* **Work to be completed**:
Each line containing the word "trim" must be copied from the material below.

+ + + + +

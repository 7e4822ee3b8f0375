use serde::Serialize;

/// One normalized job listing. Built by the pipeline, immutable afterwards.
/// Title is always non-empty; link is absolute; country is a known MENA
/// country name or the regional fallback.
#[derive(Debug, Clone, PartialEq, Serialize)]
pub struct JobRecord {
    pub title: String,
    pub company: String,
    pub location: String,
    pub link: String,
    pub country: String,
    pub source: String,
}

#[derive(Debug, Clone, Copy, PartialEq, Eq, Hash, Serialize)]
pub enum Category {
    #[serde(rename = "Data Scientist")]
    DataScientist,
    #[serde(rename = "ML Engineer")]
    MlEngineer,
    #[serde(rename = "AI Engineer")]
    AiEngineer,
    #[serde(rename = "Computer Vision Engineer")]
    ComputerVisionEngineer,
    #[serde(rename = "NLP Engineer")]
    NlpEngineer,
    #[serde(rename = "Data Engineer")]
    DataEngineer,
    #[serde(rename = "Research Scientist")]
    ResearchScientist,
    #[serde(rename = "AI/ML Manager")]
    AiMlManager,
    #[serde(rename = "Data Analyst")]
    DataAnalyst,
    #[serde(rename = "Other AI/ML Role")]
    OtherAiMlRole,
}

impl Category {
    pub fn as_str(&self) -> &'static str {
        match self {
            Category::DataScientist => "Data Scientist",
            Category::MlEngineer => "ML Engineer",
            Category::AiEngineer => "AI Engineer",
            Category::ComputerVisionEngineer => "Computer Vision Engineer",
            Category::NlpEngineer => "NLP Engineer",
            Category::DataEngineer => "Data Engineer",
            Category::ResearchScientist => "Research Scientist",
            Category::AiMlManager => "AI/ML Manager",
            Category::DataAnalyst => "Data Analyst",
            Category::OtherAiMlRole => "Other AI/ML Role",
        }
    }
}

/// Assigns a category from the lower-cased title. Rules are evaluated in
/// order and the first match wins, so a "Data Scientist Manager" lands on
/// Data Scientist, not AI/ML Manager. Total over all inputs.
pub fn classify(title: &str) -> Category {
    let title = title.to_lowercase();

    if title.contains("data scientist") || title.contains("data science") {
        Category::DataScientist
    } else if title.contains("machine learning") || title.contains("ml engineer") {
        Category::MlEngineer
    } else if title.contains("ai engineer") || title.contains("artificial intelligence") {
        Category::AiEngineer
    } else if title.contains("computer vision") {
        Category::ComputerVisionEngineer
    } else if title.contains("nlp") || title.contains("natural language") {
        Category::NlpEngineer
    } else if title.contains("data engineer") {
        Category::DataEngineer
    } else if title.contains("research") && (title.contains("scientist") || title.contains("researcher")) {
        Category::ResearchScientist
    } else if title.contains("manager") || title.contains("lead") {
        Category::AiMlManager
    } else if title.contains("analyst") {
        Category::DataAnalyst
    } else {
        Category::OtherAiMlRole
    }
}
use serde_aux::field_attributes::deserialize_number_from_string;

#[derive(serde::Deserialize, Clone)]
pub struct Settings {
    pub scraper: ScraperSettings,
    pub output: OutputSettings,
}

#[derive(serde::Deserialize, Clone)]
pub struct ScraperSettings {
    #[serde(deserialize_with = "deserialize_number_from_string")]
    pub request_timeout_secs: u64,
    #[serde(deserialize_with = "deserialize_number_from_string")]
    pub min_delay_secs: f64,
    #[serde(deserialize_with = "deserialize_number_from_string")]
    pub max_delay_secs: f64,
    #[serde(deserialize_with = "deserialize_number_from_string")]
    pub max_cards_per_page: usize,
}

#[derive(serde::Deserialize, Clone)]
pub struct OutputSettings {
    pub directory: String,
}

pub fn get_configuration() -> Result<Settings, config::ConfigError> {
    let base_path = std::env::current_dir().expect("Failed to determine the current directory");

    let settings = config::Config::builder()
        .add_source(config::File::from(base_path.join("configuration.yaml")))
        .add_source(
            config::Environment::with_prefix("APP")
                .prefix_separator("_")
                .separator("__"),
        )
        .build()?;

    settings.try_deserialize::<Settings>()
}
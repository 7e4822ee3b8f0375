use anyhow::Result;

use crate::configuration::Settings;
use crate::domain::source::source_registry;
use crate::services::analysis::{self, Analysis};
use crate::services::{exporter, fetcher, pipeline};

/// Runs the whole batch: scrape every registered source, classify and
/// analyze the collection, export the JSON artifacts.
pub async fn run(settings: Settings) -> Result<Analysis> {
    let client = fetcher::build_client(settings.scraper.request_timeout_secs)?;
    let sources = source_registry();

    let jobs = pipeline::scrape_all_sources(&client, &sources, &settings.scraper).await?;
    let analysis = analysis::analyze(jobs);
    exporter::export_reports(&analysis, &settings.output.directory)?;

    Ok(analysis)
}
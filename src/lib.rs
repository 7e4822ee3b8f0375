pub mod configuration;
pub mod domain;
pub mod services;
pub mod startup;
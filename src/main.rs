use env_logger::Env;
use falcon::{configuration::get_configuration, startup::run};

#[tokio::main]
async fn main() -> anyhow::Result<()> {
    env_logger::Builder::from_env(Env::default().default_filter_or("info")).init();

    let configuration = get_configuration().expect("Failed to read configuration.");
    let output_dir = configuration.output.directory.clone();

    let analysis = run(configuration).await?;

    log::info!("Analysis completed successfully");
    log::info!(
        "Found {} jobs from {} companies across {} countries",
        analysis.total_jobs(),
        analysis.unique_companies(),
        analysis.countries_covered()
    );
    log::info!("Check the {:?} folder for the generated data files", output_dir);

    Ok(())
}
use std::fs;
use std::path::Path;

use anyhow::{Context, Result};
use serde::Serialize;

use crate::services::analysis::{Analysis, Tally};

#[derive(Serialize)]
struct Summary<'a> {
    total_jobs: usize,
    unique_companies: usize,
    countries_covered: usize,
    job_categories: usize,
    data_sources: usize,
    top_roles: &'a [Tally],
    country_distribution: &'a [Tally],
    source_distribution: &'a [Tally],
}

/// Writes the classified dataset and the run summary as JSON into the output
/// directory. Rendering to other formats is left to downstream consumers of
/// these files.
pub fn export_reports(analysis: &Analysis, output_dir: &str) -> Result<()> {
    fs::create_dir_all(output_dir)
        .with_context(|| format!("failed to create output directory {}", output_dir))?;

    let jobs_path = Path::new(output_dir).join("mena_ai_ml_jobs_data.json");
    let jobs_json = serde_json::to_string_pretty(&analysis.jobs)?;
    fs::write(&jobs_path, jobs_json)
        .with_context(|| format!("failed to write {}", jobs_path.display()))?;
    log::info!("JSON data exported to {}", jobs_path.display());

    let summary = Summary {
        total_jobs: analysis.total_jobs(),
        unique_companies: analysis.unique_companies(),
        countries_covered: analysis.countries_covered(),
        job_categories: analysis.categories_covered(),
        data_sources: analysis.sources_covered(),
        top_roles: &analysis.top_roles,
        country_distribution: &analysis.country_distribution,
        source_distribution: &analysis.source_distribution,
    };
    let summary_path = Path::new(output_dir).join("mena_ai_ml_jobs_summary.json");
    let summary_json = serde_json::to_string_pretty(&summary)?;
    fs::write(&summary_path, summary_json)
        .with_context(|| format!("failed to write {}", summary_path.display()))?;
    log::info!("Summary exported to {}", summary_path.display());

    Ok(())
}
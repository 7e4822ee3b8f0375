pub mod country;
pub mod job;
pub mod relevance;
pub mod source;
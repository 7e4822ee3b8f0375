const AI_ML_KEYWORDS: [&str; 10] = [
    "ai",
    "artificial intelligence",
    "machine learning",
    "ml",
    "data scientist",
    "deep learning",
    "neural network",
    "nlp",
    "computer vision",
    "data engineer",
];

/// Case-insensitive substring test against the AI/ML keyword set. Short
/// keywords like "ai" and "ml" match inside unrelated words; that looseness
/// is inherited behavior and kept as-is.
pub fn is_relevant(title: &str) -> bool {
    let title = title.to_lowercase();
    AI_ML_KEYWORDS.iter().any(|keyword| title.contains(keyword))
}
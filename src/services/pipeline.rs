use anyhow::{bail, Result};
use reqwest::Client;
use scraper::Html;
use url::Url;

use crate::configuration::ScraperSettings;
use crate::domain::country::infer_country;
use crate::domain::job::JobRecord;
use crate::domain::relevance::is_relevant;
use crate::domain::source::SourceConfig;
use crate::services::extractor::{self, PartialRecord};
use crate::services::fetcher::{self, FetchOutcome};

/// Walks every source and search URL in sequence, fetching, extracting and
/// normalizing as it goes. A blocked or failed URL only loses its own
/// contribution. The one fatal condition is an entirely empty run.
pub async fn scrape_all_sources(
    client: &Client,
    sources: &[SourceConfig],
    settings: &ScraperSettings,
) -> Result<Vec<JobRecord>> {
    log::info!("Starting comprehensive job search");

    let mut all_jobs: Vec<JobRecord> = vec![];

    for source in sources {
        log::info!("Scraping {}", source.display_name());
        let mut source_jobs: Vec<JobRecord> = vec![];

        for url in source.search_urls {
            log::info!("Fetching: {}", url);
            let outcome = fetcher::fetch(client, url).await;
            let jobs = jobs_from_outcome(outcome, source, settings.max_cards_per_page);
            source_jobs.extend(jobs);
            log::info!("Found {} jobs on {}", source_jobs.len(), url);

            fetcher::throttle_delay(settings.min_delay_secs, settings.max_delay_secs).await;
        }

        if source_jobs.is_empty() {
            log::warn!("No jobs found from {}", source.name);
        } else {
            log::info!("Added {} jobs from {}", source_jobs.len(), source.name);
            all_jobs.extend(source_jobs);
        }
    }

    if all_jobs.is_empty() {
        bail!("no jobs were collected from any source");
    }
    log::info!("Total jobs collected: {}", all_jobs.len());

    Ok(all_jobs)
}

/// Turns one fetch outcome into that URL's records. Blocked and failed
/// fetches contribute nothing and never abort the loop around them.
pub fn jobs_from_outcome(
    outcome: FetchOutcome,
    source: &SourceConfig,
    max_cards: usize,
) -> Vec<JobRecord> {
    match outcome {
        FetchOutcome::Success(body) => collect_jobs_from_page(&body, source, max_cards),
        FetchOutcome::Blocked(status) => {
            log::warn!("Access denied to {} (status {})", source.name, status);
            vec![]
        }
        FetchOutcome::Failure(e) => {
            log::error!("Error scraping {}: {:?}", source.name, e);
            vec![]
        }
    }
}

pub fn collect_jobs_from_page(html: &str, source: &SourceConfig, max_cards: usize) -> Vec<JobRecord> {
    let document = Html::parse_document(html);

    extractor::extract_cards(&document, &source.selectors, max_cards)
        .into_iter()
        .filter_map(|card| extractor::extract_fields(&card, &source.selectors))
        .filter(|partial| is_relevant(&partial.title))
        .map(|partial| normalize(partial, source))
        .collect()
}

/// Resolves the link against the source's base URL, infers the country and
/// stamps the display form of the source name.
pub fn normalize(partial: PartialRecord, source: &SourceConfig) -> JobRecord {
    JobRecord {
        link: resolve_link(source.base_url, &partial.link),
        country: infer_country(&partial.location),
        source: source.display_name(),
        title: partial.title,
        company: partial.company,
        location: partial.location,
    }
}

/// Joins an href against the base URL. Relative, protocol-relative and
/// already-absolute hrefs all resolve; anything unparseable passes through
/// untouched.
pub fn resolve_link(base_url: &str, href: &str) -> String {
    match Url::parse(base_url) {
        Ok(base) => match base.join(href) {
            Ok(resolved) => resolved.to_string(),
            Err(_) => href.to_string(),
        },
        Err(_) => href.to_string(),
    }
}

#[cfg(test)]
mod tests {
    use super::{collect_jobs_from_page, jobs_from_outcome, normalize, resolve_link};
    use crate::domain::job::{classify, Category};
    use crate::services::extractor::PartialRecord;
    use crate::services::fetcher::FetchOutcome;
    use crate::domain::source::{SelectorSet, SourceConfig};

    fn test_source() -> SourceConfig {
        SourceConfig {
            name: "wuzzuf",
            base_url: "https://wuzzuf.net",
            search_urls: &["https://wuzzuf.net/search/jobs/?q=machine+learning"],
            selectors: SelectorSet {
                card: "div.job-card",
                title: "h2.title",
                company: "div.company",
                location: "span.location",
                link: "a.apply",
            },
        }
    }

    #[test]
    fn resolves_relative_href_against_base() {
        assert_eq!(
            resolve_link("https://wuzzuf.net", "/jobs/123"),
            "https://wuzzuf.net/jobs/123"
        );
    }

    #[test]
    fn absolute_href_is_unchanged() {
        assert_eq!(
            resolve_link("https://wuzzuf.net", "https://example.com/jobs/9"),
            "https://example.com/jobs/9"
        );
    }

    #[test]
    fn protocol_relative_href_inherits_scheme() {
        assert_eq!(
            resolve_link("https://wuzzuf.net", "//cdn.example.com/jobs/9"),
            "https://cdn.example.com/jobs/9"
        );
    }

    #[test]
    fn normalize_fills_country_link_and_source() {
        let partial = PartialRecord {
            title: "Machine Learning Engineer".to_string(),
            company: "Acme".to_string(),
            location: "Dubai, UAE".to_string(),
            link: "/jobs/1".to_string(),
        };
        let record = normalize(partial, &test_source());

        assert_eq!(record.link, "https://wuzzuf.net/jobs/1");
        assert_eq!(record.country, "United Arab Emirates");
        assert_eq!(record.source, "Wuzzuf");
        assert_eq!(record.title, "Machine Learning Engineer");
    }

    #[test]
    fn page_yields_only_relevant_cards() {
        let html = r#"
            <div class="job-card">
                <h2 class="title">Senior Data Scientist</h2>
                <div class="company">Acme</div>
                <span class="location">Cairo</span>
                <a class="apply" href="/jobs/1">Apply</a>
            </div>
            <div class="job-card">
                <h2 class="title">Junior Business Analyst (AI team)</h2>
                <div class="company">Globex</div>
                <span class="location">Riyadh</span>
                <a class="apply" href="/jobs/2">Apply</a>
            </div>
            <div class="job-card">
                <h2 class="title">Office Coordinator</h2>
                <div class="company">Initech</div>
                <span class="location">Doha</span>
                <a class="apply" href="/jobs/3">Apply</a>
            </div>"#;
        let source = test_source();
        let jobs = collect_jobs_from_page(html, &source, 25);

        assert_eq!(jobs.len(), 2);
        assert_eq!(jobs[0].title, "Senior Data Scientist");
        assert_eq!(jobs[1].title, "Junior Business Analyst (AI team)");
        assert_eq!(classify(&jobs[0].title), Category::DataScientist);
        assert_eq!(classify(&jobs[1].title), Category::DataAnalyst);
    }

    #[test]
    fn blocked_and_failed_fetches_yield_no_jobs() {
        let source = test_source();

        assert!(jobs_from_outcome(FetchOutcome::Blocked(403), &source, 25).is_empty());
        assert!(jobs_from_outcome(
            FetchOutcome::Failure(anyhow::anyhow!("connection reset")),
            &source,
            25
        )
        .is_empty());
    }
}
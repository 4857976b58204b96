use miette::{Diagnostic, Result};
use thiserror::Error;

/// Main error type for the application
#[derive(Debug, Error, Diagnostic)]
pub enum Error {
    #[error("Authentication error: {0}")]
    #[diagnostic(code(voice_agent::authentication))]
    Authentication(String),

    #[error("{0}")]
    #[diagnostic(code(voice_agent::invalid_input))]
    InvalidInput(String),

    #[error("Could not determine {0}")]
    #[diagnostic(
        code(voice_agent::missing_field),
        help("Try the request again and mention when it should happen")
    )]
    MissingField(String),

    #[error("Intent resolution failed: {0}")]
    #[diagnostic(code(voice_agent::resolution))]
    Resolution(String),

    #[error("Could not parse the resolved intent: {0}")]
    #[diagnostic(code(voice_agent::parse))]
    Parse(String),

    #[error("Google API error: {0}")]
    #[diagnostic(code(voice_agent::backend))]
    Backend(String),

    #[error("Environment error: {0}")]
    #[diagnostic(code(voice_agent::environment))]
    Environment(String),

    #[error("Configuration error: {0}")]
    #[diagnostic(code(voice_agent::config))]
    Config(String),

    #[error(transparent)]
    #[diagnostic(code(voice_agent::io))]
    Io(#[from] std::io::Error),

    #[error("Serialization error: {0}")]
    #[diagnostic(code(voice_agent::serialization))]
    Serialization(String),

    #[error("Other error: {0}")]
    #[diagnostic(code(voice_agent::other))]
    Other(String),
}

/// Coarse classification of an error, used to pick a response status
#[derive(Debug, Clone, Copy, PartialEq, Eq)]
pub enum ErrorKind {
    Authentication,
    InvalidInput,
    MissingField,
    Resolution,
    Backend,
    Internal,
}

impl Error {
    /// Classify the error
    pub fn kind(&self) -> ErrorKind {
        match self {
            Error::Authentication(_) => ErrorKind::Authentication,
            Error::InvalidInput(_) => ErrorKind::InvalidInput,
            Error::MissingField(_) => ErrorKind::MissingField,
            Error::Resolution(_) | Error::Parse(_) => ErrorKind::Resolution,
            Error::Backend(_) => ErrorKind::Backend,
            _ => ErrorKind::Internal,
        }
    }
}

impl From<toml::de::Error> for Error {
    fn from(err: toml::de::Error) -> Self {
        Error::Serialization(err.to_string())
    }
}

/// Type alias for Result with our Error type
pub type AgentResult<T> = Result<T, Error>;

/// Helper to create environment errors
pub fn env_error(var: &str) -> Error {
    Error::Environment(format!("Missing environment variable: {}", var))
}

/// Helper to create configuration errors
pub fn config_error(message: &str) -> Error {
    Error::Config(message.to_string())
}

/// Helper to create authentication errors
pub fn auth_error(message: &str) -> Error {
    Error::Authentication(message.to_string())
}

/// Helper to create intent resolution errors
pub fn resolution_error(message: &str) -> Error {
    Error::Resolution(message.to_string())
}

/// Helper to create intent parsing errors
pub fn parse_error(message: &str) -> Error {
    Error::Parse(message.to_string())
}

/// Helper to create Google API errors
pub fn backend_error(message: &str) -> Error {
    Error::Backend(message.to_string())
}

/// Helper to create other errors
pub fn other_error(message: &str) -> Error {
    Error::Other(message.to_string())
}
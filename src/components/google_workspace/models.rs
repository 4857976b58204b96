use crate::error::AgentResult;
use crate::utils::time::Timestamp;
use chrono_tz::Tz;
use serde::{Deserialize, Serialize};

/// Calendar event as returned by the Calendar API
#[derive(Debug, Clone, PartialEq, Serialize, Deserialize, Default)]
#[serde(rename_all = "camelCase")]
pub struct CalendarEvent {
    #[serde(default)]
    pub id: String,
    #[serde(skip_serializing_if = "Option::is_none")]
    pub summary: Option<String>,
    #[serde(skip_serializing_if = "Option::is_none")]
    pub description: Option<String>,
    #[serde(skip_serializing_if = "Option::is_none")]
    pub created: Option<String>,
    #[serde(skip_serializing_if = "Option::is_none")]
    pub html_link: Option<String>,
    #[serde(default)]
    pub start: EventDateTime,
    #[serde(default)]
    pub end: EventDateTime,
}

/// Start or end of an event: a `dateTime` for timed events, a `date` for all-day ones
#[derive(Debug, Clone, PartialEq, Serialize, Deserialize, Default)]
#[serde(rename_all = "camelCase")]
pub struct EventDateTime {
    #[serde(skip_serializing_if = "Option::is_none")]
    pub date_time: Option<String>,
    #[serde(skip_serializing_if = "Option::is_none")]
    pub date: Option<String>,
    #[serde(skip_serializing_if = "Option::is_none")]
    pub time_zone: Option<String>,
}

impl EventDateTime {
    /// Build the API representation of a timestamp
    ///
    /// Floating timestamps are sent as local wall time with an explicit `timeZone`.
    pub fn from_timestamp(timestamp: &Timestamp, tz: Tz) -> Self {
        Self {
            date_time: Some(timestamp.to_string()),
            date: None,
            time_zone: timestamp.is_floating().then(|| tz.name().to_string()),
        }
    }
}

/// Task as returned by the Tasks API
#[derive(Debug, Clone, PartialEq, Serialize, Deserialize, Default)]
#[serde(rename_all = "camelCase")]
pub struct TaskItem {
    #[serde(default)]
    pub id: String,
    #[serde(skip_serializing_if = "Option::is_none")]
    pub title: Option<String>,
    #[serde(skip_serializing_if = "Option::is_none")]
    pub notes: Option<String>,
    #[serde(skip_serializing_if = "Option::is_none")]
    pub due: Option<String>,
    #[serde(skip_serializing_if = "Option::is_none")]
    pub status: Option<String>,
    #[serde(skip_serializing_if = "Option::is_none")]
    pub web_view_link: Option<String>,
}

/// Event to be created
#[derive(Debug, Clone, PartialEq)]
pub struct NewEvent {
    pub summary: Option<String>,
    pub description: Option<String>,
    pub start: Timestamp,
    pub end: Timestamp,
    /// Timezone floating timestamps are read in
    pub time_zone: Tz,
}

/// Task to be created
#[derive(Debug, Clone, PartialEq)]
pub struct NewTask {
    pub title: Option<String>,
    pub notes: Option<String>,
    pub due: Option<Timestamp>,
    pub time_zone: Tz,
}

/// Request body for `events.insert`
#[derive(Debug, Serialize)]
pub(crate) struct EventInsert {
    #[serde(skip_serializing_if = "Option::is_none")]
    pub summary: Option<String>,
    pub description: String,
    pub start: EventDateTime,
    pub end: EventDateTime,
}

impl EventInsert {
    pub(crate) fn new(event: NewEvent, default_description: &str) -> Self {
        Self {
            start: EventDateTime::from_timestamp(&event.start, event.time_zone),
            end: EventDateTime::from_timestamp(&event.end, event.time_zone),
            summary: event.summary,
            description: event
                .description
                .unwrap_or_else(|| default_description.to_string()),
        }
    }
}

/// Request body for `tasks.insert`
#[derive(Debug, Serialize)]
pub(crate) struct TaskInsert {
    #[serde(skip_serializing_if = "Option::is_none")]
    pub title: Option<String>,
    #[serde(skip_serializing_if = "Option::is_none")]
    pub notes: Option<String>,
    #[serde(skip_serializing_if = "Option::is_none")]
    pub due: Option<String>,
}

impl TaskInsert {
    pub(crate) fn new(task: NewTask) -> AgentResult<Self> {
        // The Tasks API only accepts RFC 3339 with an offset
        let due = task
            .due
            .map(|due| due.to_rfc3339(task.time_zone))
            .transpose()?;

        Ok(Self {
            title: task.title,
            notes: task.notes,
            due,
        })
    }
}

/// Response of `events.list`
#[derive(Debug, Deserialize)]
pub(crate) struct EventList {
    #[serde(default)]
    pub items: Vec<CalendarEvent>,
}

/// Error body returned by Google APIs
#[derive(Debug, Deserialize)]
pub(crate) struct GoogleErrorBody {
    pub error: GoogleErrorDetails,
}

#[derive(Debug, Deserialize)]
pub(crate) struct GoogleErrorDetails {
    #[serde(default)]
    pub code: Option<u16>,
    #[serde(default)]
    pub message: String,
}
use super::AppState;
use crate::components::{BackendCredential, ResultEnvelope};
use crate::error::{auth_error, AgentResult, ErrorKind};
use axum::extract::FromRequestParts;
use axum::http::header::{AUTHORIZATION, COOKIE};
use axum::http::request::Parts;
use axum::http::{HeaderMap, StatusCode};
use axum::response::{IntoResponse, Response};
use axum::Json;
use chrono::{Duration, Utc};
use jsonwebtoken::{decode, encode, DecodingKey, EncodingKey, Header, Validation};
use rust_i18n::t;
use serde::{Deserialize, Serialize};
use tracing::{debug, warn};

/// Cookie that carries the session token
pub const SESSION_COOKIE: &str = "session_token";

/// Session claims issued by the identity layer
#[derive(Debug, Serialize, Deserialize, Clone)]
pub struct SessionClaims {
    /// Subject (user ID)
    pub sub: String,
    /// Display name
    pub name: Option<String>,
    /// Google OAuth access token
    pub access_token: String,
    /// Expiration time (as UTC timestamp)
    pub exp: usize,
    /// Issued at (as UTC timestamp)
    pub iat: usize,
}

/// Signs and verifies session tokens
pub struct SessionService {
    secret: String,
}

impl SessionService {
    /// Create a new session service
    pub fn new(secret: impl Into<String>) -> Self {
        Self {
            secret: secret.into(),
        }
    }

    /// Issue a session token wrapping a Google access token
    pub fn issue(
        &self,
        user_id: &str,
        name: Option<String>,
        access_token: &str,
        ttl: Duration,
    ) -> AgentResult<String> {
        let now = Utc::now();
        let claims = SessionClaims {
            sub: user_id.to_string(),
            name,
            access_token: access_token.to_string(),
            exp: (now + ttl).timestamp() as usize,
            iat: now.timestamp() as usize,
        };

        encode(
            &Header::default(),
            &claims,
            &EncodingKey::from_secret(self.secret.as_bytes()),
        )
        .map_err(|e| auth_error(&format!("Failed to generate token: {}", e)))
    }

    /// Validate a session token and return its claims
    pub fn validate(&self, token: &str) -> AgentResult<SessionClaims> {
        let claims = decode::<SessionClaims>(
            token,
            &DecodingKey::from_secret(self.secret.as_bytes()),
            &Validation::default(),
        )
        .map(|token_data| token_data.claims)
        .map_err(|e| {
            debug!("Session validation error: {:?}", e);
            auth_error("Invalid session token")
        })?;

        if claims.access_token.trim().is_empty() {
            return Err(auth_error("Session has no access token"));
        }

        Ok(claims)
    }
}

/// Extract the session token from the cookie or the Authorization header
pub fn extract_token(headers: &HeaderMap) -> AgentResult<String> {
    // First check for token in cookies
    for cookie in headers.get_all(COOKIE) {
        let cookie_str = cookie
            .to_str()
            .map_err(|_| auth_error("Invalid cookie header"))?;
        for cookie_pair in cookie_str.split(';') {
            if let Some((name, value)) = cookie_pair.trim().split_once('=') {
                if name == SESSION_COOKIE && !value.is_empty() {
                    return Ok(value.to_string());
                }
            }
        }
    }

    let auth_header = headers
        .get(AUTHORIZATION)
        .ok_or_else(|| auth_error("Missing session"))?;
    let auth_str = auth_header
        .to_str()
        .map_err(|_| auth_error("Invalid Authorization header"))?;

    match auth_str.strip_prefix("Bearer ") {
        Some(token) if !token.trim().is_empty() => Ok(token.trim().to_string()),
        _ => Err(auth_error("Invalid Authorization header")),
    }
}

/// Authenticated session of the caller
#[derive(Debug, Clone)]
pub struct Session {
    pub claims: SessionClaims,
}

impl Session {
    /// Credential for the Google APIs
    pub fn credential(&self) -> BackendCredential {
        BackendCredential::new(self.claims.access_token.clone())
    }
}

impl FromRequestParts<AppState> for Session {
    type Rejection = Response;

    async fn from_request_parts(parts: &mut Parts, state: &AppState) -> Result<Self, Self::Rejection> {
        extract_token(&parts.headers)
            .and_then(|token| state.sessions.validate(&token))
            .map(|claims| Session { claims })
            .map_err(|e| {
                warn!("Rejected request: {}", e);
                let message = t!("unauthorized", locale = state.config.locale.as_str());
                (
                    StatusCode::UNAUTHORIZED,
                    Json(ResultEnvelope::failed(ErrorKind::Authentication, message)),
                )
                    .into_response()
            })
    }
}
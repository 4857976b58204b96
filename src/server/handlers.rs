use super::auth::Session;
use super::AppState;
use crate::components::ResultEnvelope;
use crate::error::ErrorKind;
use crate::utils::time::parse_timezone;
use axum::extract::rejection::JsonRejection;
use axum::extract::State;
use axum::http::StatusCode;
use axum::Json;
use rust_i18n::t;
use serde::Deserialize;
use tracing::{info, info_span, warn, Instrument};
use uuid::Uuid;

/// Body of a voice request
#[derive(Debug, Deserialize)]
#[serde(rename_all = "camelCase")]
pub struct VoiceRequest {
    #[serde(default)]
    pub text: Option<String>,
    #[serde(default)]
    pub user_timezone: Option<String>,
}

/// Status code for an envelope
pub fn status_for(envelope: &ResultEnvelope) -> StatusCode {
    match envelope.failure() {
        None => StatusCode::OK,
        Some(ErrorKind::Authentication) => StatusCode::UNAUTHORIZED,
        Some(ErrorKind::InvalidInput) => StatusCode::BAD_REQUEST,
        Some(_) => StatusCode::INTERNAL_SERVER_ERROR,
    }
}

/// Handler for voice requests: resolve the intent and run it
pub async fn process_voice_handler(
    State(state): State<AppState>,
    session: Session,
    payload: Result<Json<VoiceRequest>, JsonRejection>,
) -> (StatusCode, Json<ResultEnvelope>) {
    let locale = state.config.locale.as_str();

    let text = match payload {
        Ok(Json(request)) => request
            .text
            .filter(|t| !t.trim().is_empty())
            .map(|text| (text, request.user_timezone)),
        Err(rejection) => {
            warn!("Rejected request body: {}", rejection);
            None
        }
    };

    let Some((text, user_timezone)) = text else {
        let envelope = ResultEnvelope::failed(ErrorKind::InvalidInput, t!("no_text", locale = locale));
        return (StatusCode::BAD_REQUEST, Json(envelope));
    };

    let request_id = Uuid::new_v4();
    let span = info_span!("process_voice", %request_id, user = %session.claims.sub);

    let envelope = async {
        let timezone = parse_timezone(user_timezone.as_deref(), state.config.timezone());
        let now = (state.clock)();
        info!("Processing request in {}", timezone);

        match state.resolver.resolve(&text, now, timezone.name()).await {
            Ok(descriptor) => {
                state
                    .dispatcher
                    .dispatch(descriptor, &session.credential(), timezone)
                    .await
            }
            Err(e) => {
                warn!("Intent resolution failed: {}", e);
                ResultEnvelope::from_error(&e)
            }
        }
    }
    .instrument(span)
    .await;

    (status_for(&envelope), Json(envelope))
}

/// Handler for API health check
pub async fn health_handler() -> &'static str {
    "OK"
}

+ + + + +

* **Solution below**:
        if claims.access_token.trim().is_empty() {
            if let Some((name, value)) = cookie_pair.trim().split_once('=') {
        Some(token) if !token.trim().is_empty() => Ok(token.trim().to_string()),
            .filter(|t| !t.trim().is_empty())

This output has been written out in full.